Problem to work on:
Take the lines below from the first through the one that contains "pub enum HubArrivalError" and copy them exactly.

Record extracts:
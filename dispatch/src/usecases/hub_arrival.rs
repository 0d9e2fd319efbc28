//! Hub-arrival reporting.
//!
//! Accepted only when the driver has no outstanding stops for their phase;
//! the resulting flag makes the hub the driver's current position until the
//! planner hands out a new stop.

use std::sync::Arc;

use chrono::DateTime;
use chrono_tz::Tz;
use thiserror::Error;
use tracing::info;

use crate::boundary::ports::{ParcelRepository, RepositoryError};
use crate::domain::model::driver::Phase;
use crate::domain::model::location::{GeoPoint, HUB_NAME, HUB_POINT};
use crate::domain::services::hub_status::HubStatusRegistry;

#[derive(Debug, Error)]
pub enum HubArrivalError {
    /// The driver still has outstanding stops; carries the count.
    #[error("{0} stops still outstanding")]
    StopsOutstanding(usize),

    #[error("Repository error: {0}")]
    Repository(#[from] RepositoryError),
}

#[derive(Debug, PartialEq)]
pub struct HubArrivalOutcome {
    pub location: GeoPoint,
    pub location_name: &'static str,
    pub arrival_time: String,
}

/// Hub-arrival handler, phase-parameterized.
pub struct HubArrivalHandler<P>
where
    P: ParcelRepository,
{
    parcels: Arc<P>,
    hub_status: Arc<HubStatusRegistry>,
}

impl<P> HubArrivalHandler<P>
where
    P: ParcelRepository,
{
    pub fn new(parcels: Arc<P>, hub_status: Arc<HubStatusRegistry>) -> Self {
        Self { parcels, hub_status }
    }

    pub async fn handle(
        &self,
        phase: Phase,
        driver_id: i64,
        now: DateTime<Tz>,
    ) -> Result<HubArrivalOutcome, HubArrivalError> {
        let today = now.date_naive();
        let outstanding = match phase {
            Phase::Pickup => self.parcels.pending_pickups(driver_id, today).await?,
            Phase::Delivery => self.parcels.pending_deliveries(driver_id).await?,
        };
        if !outstanding.is_empty() {
            return Err(HubArrivalError::StopsOutstanding(outstanding.len()));
        }

        self.hub_status.mark_arrived(driver_id);
        info!(driver_id, "hub arrival recorded");

        Ok(HubArrivalOutcome {
            location: HUB_POINT,
            location_name: HUB_NAME,
            arrival_time: now.format("%H:%M").to_string(),
        })
    }
}
//! District handling: free-text extraction, the district → driver ownership
//! maps, the coarser zone grouping, and the offline coordinate table used
//! when geocoding is unavailable.

use std::collections::HashMap;

use crate::domain::model::driver::Phase;
use crate::domain::model::location::GeoPoint;

/// Suffix that marks an administrative district token ("구").
pub const DISTRICT_SUFFIX: char = '구';

/// Representative point and label for one district.
#[derive(Debug, Clone, Copy)]
pub struct DistrictInfo {
    pub name: &'static str,
    pub lat: f64,
    pub lon: f64,
    pub label: &'static str,
}

/// The 25 districts with their representative coordinates.
pub const DISTRICTS: [DistrictInfo; 25] = [
    DistrictInfo { name: "강남구", lat: 37.5172, lon: 127.0473, label: "강남구 역삼동" },
    DistrictInfo { name: "서초구", lat: 37.4837, lon: 127.0324, label: "서초구 서초동" },
    DistrictInfo { name: "송파구", lat: 37.5145, lon: 127.1059, label: "송파구 잠실동" },
    DistrictInfo { name: "강동구", lat: 37.5301, lon: 127.1238, label: "강동구 천호동" },
    DistrictInfo { name: "성동구", lat: 37.5634, lon: 127.0369, label: "성동구 성수동" },
    DistrictInfo { name: "광진구", lat: 37.5384, lon: 127.0822, label: "광진구 광장동" },
    DistrictInfo { name: "동대문구", lat: 37.5744, lon: 127.0396, label: "동대문구 전농동" },
    DistrictInfo { name: "중랑구", lat: 37.6063, lon: 127.0927, label: "중랑구 면목동" },
    DistrictInfo { name: "종로구", lat: 37.5735, lon: 126.9790, label: "종로구 종로" },
    DistrictInfo { name: "중구", lat: 37.5641, lon: 126.9979, label: "중구 명동" },
    DistrictInfo { name: "용산구", lat: 37.5311, lon: 126.9810, label: "용산구 한강로" },
    DistrictInfo { name: "성북구", lat: 37.5894, lon: 127.0167, label: "성북구 성북동" },
    DistrictInfo { name: "강북구", lat: 37.6396, lon: 127.0253, label: "강북구 번동" },
    DistrictInfo { name: "도봉구", lat: 37.6687, lon: 127.0472, label: "도봉구 방학동" },
    DistrictInfo { name: "노원구", lat: 37.6543, lon: 127.0568, label: "노원구 상계동" },
    DistrictInfo { name: "은평구", lat: 37.6176, lon: 126.9269, label: "은평구 불광동" },
    DistrictInfo { name: "서대문구", lat: 37.5791, lon: 126.9368, label: "서대문구 신촌동" },
    DistrictInfo { name: "마포구", lat: 37.5638, lon: 126.9084, label: "마포구 공덕동" },
    DistrictInfo { name: "양천구", lat: 37.5170, lon: 126.8667, label: "양천구 목동" },
    DistrictInfo { name: "강서구", lat: 37.5509, lon: 126.8496, label: "강서구 화곡동" },
    DistrictInfo { name: "구로구", lat: 37.4954, lon: 126.8877, label: "구로구 구로동" },
    DistrictInfo { name: "금천구", lat: 37.4564, lon: 126.8955, label: "금천구 가산동" },
    DistrictInfo { name: "영등포구", lat: 37.5263, lon: 126.8966, label: "영등포구 영등포동" },
    DistrictInfo { name: "동작구", lat: 37.5124, lon: 126.9393, label: "동작구 상도동" },
    DistrictInfo { name: "관악구", lat: 37.4784, lon: 126.9516, label: "관악구 봉천동" },
];

/// Ultimate geocoding fallback: Seoul city hall.
pub const CITY_HALL: GeoPoint = GeoPoint { lat: 37.5665, lon: 126.9780 };

/// Display name of the city-hall fallback.
pub const CITY_HALL_NAME: &str = "서울시청";

impl DistrictInfo {
    pub fn point(&self) -> GeoPoint {
        GeoPoint::new(self.lat, self.lon)
    }
}

/// First whitespace-delimited token of `address` ending in the district
/// suffix, if any.
pub fn extract_district(address: &str) -> Option<&str> {
    address
        .split_whitespace()
        .find(|part| part.ends_with(DISTRICT_SUFFIX))
}

/// Offline lookup: the first district whose name appears anywhere in the
/// address, in table order.
pub fn offline_lookup(address: &str) -> Option<&'static DistrictInfo> {
    DISTRICTS.iter().find(|d| address.contains(d.name))
}

/// Coarse zone grouping used for driver profiles and analytics.
pub fn zone_for_district(district: &str) -> &'static str {
    match district {
        "은평구" | "서대문구" | "마포구" => "강북서부",
        "도봉구" | "노원구" | "강북구" | "성북구" => "강북동부",
        "종로구" | "중구" | "용산구" => "강북중부",
        "강서구" | "양천구" | "구로구" | "영등포구" | "동작구" | "관악구" | "금천구" => "강남서부",
        "성동구" | "광진구" | "동대문구" | "중랑구" | "강동구" | "송파구" | "강남구" | "서초구" => "강남동부",
        _ => "Unknown",
    }
}

/// Immutable district → owning-driver map for one phase, built at startup.
#[derive(Debug, Clone)]
pub struct DistrictMap {
    phase: Phase,
    owners: HashMap<&'static str, i64>,
}

/// District groups that share a driver, in the order of the phase driver
/// numbering.
const OWNERSHIP_GROUPS: [&[&str]; 5] = [
    &["은평구", "서대문구", "마포구"],
    &["도봉구", "노원구", "강북구", "성북구"],
    &["종로구", "중구", "용산구"],
    &["강서구", "양천구", "구로구", "영등포구", "동작구", "관악구", "금천구"],
    &["성동구", "광진구", "동대문구", "중랑구", "강동구", "송파구", "강남구", "서초구"],
];

impl DistrictMap {
    /// Build the map for a phase. Pickup districts are owned by drivers
    /// 1..=5, delivery districts by drivers 6..=10, one group each.
    pub fn with_defaults(phase: Phase) -> Self {
        let base = match phase {
            Phase::Pickup => 1,
            Phase::Delivery => 6,
        };
        let mut owners = HashMap::new();
        for (offset, group) in OWNERSHIP_GROUPS.iter().enumerate() {
            for district in group.iter() {
                owners.insert(*district, base + offset as i64);
            }
        }
        Self { phase, owners }
    }

    pub fn phase(&self) -> Phase {
        self.phase
    }

    /// Driver that owns the given district, if mapped.
    pub fn driver_for(&self, district: &str) -> Option<i64> {
        self.owners.get(district).copied()
    }

    /// Whether the given driver works this phase.
    pub fn contains_driver(&self, driver_id: i64) -> bool {
        self.owners.values().any(|&id| id == driver_id)
    }
}

#[cfg(test)]
mod tests {
    use super::*;

    #[test]
    fn test_extract_district() {
        assert_eq!(extract_district("서울 강남구 테헤란로 123"), Some("강남구"));
        assert_eq!(extract_district("서울 마포대로 12"), None);
        // first matching token wins
        assert_eq!(extract_district("중구 을지로 관악구"), Some("중구"));
    }

    #[test]
    fn test_offline_lookup() {
        let info = offline_lookup("서울특별시 송파구 잠실로 1").unwrap();
        assert_eq!(info.name, "송파구");
        assert_eq!(info.point(), GeoPoint::new(37.5145, 127.1059));
        assert!(offline_lookup("제주도 서귀포시").is_none());
    }

    #[test]
    fn test_zone_for_district() {
        assert_eq!(zone_for_district("마포구"), "강북서부");
        assert_eq!(zone_for_district("강남구"), "강남동부");
        assert_eq!(zone_for_district("세종시"), "Unknown");
    }

    #[test]
    fn test_pickup_map_defaults() {
        let map = DistrictMap::with_defaults(Phase::Pickup);
        assert_eq!(map.driver_for("은평구"), Some(1));
        assert_eq!(map.driver_for("성북구"), Some(2));
        assert_eq!(map.driver_for("용산구"), Some(3));
        assert_eq!(map.driver_for("금천구"), Some(4));
        assert_eq!(map.driver_for("강남구"), Some(5));
        assert_eq!(map.driver_for("세종시"), None);
        assert!(map.contains_driver(3));
        assert!(!map.contains_driver(8));
    }

    #[test]
    fn test_delivery_map_defaults() {
        let map = DistrictMap::with_defaults(Phase::Delivery);
        assert_eq!(map.driver_for("마포구"), Some(6));
        assert_eq!(map.driver_for("서초구"), Some(10));
        assert!(map.contains_driver(10));
        assert!(!map.contains_driver(5));
    }

    #[test]
    fn test_every_district_is_owned() {
        let map = DistrictMap::with_defaults(Phase::Pickup);
        for info in DISTRICTS.iter() {
            assert!(map.driver_for(info.name).is_some(), "unowned: {}", info.name);
        }
    }
}
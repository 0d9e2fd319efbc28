//! Monitoring handlers.

use std::sync::Arc;

use axum::extract::State;
use axum::Json;
use serde_json::json;

use crate::boundary::ports::ParcelRepository;
use crate::clock;
use crate::di::AppState;
use crate::infrastructure::http::error::ApiError;

/// GET /api/status/daily — live status counts plus today's completions.
pub async fn daily(State(state): State<Arc<AppState>>) -> Result<Json<serde_json::Value>, ApiError> {
    let today = clock::now().date_naive();
    let counts = state
        .parcel_repo
        .daily_status_counts(today)
        .await
        .map_err(|e| ApiError::Internal(e.to_string()))?;

    let by_status: serde_json::Map<String, serde_json::Value> = counts
        .by_status
        .into_iter()
        .map(|(status, count)| (status, json!(count)))
        .collect();

    Ok(Json(json!({
        "status": "success",
        "today": today.to_string(),
        "status_counts": by_status,
        "today_counts": {
            "pickup_completed": counts.pickups_completed_today,
            "delivery_completed": counts.deliveries_completed_today,
        },
    })))
}
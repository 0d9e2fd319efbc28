//! Dispatch Service
//!
//! HTTP server for parcel dispatch: ingest, per-driver next-stop planning,
//! completion and the pickup-to-delivery phase transition.

use std::sync::Arc;

use tracing::{error, info};
use tracing_subscriber::EnvFilter;

use dispatch::config::Config;
use dispatch::di::AppState;
use dispatch::infrastructure::http;

#[tokio::main]
async fn main() -> Result<(), Box<dyn std::error::Error>> {
    // Load configuration
    let config = Config::from_env().map_err(|e| {
        eprintln!("Configuration error: {}", e);
        e
    })?;

    // Initialize logging
    tracing_subscriber::fmt()
        .with_env_filter(
            EnvFilter::try_from_default_env()
                .unwrap_or_else(|_| EnvFilter::new(&config.log_level)),
        )
        .init();

    info!("Starting Dispatch Service...");

    // Initialize application state
    let state = Arc::new(AppState::new(&config).await.map_err(|e| {
        error!(error = %e, "Failed to initialize application state");
        e
    })?);

    let app = http::router(state);

    let addr = config.listen_addr();
    info!(address = %addr, "HTTP server starting");

    let listener = tokio::net::TcpListener::bind(&addr).await?;
    axum::serve(listener, app)
        .with_graceful_shutdown(async {
            if let Err(e) = tokio::signal::ctrl_c().await {
                error!(error = %e, "Failed to listen for ctrl-c signal");
                return;
            }
            info!("Received shutdown signal");
        })
        .await?;

    Ok(())
}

Solution to the problem:
filename dispatch/src/usecases/hub_arrival.rs
repository 0d9e2fd319efbc28
//! Hub-arrival reporting.
//!
//! Accepted only when the driver has no outstanding stops for their phase;
//! the resulting flag makes the hub the driver's current position until the
//! planner hands out a new stop.

use std::sync::Arc;

use chrono::DateTime;
use chrono_tz::Tz;
use thiserror::Error;
use tracing::info;

use crate::boundary::ports::{ParcelRepository, RepositoryError};
use crate::domain::model::driver::Phase;
use crate::domain::model::location::{GeoPoint, HUB_NAME, HUB_POINT};
use crate::domain::services::hub_status::HubStatusRegistry;

#[derive(Debug, Error)]
pub enum HubArrivalError {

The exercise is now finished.